Information:
——————————
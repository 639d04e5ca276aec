use std::path::PathBuf;

#[derive(Debug, thiserror::Error)]
pub enum Error {
    #[error("I/O error: {0}")]
    Io(#[from] std::io::Error),

    #[error("{path}: input is not valid UTF-8")]
    InvalidInput { path: PathBuf },

    #[error("invalid styles: {0}")]
    InvalidStyles(String),
}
——————————
Task details: Transcribe all the data word for word, as it appears above.

Task response:
repository 639d04e5ca276aec
use std::path::PathBuf;

#[derive(Debug, thiserror::Error)]
pub enum Error {
    #[error("I/O error: {0}")]
    Io(#[from] std::io::Error),

    #[error("{path}: input is not valid UTF-8")]
    InvalidInput { path: PathBuf },

    #[error("invalid styles: {0}")]
    InvalidStyles(String),
}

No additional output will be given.